# The problem
Using the data that follows, return exactly the lines from the one that contains "use crate::os::Kernel;" through the one that contains "pub fn has_pending_requests(&self)", ends included.

# Given records
=== Begin Enclosure ===

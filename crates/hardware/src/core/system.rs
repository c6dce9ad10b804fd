//! Everything outside the core: memory interfaces and the emulated kernel.

use crate::isa::exception::HandlerContext;
use crate::memory::MemoryInterface;
use crate::os::Kernel;

/// Memory interfaces and OS state shared with a core.
#[derive(Debug)]
pub struct System {
    /// Interface fetch reads instructions through.
    pub instruction_memory: Box<dyn MemoryInterface>,
    /// Interface loads, stores and syscalls use.
    pub data_memory: Box<dyn MemoryInterface>,
    /// Emulated kernel.
    pub kernel: Kernel,
}

impl System {
    /// Bundles the two interfaces with the kernel.
    pub fn new(
        instruction_memory: Box<dyn MemoryInterface>,
        data_memory: Box<dyn MemoryInterface>,
        kernel: Kernel,
    ) -> Self {
        Self {
            instruction_memory,
            data_memory,
            kernel,
        }
    }

    /// Advances both memory interfaces by one tick.
    pub fn tick(&mut self) {
        self.instruction_memory.tick();
        self.data_memory.tick();
    }

    /// Returns `true` while either interface has requests in flight.
    pub fn has_pending_requests(&self) -> bool {
        self.instruction_memory.has_pending_requests() || self.data_memory.has_pending_requests()
    }

    /// Context an exception handler runs in.
    pub fn handler_context(&mut self) -> HandlerContext<'_> {
        HandlerContext {
            memory: self.data_memory.as_mut(),
            kernel: &mut self.kernel,
        }
    }
}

=== End Enclosure ===

# Result of this exercise
use crate::os::Kernel;

/// Memory interfaces and OS state shared with a core.
#[derive(Debug)]
pub struct System {
    /// Interface fetch reads instructions through.
    pub instruction_memory: Box<dyn MemoryInterface>,
    /// Interface loads, stores and syscalls use.
    pub data_memory: Box<dyn MemoryInterface>,
    /// Emulated kernel.
    pub kernel: Kernel,
}

impl System {
    /// Bundles the two interfaces with the kernel.
    pub fn new(
        instruction_memory: Box<dyn MemoryInterface>,
        data_memory: Box<dyn MemoryInterface>,
        kernel: Kernel,
    ) -> Self {
        Self {
            instruction_memory,
            data_memory,
            kernel,
        }
    }

    /// Advances both memory interfaces by one tick.
    pub fn tick(&mut self) {
        self.instruction_memory.tick();
        self.data_memory.tick();
    }

    /// Returns `true` while either interface has requests in flight.
    pub fn has_pending_requests(&self) -> bool {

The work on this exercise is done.